Она, конечно же, принимается остроумничать. Хотя позволяет приобнять себя, не по-первобытному, может быть, но как минимум по-средневековому. Не тот ли это автомобиль, который ты все собираешься купить, но никак не купишь? Может, поэтому он кажется тебе исчезающим? А почему он только начинает исчезать? По мне, так он давным-давно исчез. Его и не было никогда. А почему автомобиль? Что за ломание?Даже моя прабабушка не использовала этого слова.  Ты говоришь так, потому что не можешь выговорить «машина»? Замещаешь проблемное слово идиотским? Оттого что ты так поступаешь, проблема не исчезает. – А я, – думаешь ты, – не перестаю быть идиотом.

Итак, средневековое объятие, минуя возрождение, сразу же становится капиталистическим, сухим, жестким, рациональным, – объятием корысти и барыша. – Значит, вот, что ей нужно, – думаешь ты, – значит, пять или сколько там лет совместной жизни были всего лишь холодным расчетом, – и твои руки, сомкнутые у нее на животе, уже не так сильно цепляются друг за друга, – расчетом на материальное благополучие, которое я должен был добыть для нее, надеждой на уровень жизни, который должен был держаться на моих плечах, верой в спокойное размеренное существование за мой счет, ну что, как это называется? – Так вот, значит, – думает она, – вот что ему только и нужно было все эти годы, только это? И больше ничего? – Висеть на мне, когда ему этого захочется, будто я гардеробная, выскабливать из меня утешения и жалость в самые нелепые минуты его жизни, беззастенчиво игнорировать все мои попытки превратить эту то ли одно- , то ли двухкомнатную помойку в нечто, напоминающее человеческое жилище, – и  ее прежде такое податливое тело напрягается так сильно, что на животе начинают чувствоваться квадраты пресса, о которых ты, проживший с ней то ли десять, то ли всего лишь пять лет, даже не подозревал. – Да что же это и как так получилось?

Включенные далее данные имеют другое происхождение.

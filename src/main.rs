//! thumbcache - load, downsample and cache images from the command line.

use std::path::{Path, PathBuf};
use std::process::ExitCode;
use std::sync::atomic::{AtomicBool, Ordering};
use std::sync::Arc;

use clap::Parser;
use tokio::runtime::Handle;
use tracing::{error, info, warn};
use tracing_subscriber::{layer::SubscriberExt, util::SubscriberInitExt};

use thumbcache::{
    bitmap::DecodedImage,
    cache::{CacheKey, DiskCache, ImageCache},
    config::{CacheArgs, Cli, Command, LoadConfig},
    loader::{ImageLoader, ImageSlot, LoadRequest, SlotId, TaskState},
    source::{FileSource, HttpFetcher, HttpSource, SchemeSource},
};

#[tokio::main]
async fn main() -> ExitCode {
    let cli = Cli::parse();
    init_logging(cli.verbose);

    match cli.command {
        Command::Load(config) => run_load(config).await,
        Command::Clear(args) => run_clear(args),
        Command::Stats(args) => run_stats(args),
    }
}

/// Initialize the tracing/logging subsystem.
fn init_logging(verbose: bool) {
    let env_filter = if verbose {
        "thumbcache=debug"
    } else {
        "thumbcache=info"
    };

    tracing_subscriber::registry()
        .with(
            tracing_subscriber::EnvFilter::try_from_default_env()
                .unwrap_or_else(|_| env_filter.into()),
        )
        .with(tracing_subscriber::fmt::layer())
        .init();
}

fn open_cache(args: &CacheArgs) -> Result<ImageCache, String> {
    let params = args.cache_params()?;
    ImageCache::open(&params).map_err(|e| format!("Failed to open cache: {}", e))
}

fn open_http_cache(args: &CacheArgs) -> Result<Option<DiskCache>, String> {
    match args.http_cache_capacity()? {
        Some(capacity) => DiskCache::open(args.http_cache_dir(), capacity)
            .map(Some)
            .map_err(|e| format!("Failed to open download cache: {}", e)),
        None => Ok(None),
    }
}

// =============================================================================
// Load Command
// =============================================================================

/// Slot that writes whatever it is given to a file.
struct OutputSlot {
    id: SlotId,
    path: PathBuf,
    written: AtomicBool,
}

impl ImageSlot for OutputSlot {
    fn slot_id(&self) -> SlotId {
        self.id
    }

    fn show_placeholder(&self, _placeholder: Option<&DecodedImage>) {}

    fn show_image(&self, image: DecodedImage) {
        match image.pixels().save(&self.path) {
            Ok(()) => {
                self.written.store(true, Ordering::Release);
                info!(
                    path = %self.path.display(),
                    width = image.width(),
                    height = image.height(),
                    "Wrote image"
                );
            }
            Err(e) => warn!(path = %self.path.display(), error = %e, "Failed to write image"),
        }
    }
}

fn output_path(dir: &Path, index: usize, key: &CacheKey) -> PathBuf {
    let stem = key.file_stem();
    dir.join(format!("{:03}-{}.png", index, &stem[..12]))
}

async fn run_load(config: LoadConfig) -> ExitCode {
    if let Err(e) = config.validate() {
        error!("Configuration error: {}", e);
        return ExitCode::FAILURE;
    }

    if let Err(e) = std::fs::create_dir_all(&config.output_dir) {
        error!("Failed to create {}: {}", config.output_dir.display(), e);
        return ExitCode::FAILURE;
    }

    let cache = match open_cache(&config.cache) {
        Ok(cache) => Arc::new(cache),
        Err(e) => {
            error!("{}", e);
            return ExitCode::FAILURE;
        }
    };

    let fetcher = match HttpFetcher::new() {
        Ok(fetcher) => fetcher,
        Err(e) => {
            error!("{}", e);
            return ExitCode::FAILURE;
        }
    };
    let mut http = HttpSource::new(fetcher);
    match open_http_cache(&config.cache) {
        Ok(Some(raw)) => http = http.with_raw_cache(Arc::new(raw)),
        Ok(None) => {}
        Err(e) => {
            error!("{}", e);
            return ExitCode::FAILURE;
        }
    }

    let source = SchemeSource::new()
        .with_http(http)
        .with_files(FileSource::new());
    let loader = ImageLoader::new(
        source,
        Some(Arc::clone(&cache)),
        config.loader_settings(),
        Handle::current(),
    );

    let mut slots = Vec::with_capacity(config.inputs.len());
    let mut handles = Vec::new();
    for (index, input) in config.inputs.iter().enumerate() {
        let key = CacheKey::from(input.as_str());
        let slot = Arc::new(OutputSlot {
            id: SlotId::new(index as u64),
            path: output_path(&config.output_dir, index, &key),
            written: AtomicBool::new(false),
        });

        match loader.load_image(key, &slot) {
            LoadRequest::Started(handle) => handles.push(handle),
            LoadRequest::MemoryHit | LoadRequest::InFlight(_) => {}
        }
        slots.push(slot);
    }

    let mut failed = 0;
    for handle in &handles {
        match handle.finished().await {
            TaskState::Delivered => {}
            state => {
                warn!(key = %handle.key(), state = %state, "Image not loaded");
                failed += 1;
            }
        }
    }

    let written = slots
        .iter()
        .filter(|slot| slot.written.load(Ordering::Acquire))
        .count();
    let stats = cache.stats();
    info!(
        written,
        failed,
        memory_bytes = stats.memory.map(|m| m.bytes).unwrap_or_default(),
        disk_bytes = stats.disk.map(|d| d.bytes).unwrap_or_default(),
        "Load finished"
    );

    if failed > 0 {
        ExitCode::FAILURE
    } else {
        ExitCode::SUCCESS
    }
}

// =============================================================================
// Clear Command
// =============================================================================

fn run_clear(args: CacheArgs) -> ExitCode {
    if let Err(e) = args.validate() {
        error!("Configuration error: {}", e);
        return ExitCode::FAILURE;
    }

    let result = open_cache(&args).and_then(|cache| {
        cache
            .clear_caches()
            .map_err(|e| format!("Failed to clear cache: {}", e))
    });
    if let Err(e) = result {
        error!("{}", e);
        return ExitCode::FAILURE;
    }

    match open_http_cache(&args) {
        Ok(Some(raw)) => {
            if let Err(e) = raw.clear() {
                error!("Failed to clear download cache: {}", e);
                return ExitCode::FAILURE;
            }
        }
        Ok(None) => {}
        Err(e) => {
            error!("{}", e);
            return ExitCode::FAILURE;
        }
    }

    info!(dir = %args.root_dir().display(), "Cache cleared");
    ExitCode::SUCCESS
}

// =============================================================================
// Stats Command
// =============================================================================

fn run_stats(args: CacheArgs) -> ExitCode {
    if let Err(e) = args.validate() {
        error!("Configuration error: {}", e);
        return ExitCode::FAILURE;
    }

    let cache = match open_cache(&args) {
        Ok(cache) => cache,
        Err(e) => {
            error!("{}", e);
            return ExitCode::FAILURE;
        }
    };
    let downloads = match open_http_cache(&args) {
        Ok(raw) => raw.map(|raw| {
            serde_json::json!({
                "entries": raw.len(),
                "bytes": raw.size(),
                "capacity": raw.capacity(),
            })
        }),
        Err(e) => {
            error!("{}", e);
            return ExitCode::FAILURE;
        }
    };

    let report = serde_json::json!({
        "dir": args.root_dir(),
        "name": args.cache_name,
        "cache": cache.stats(),
        "downloads": downloads,
    });
    match serde_json::to_string_pretty(&report) {
        Ok(text) => {
            println!("{}", text);
            ExitCode::SUCCESS
        }
        Err(e) => {
            error!("Failed to format stats: {}", e);
            ExitCode::FAILURE
        }
    }
}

Окончательно отцепившись друг от друга, вы расходитесь как бы по делам, словно ничего не произошло, ибо ритуалы, выработанные вами на протяжении всей предыдущей совместной жизни, требуют такого невозмутимого поведения для дальнейшего сохранения вашего симбиоза. Такое было, и не раз. И тебе, и ей заползали в голову разные мысли относительно того, зачем вы прилипли друг к другу, зачем смешались до почти неразличимого состояния и, имея серьезные подозрения, – и ты, и она, – что любая попытка разбежаться может грозить почти летальным исходом для вас обоих, вы изо дня в день продолжаете соблюдать ритуал, стараясь как можно меньше вдумываться в его смысл.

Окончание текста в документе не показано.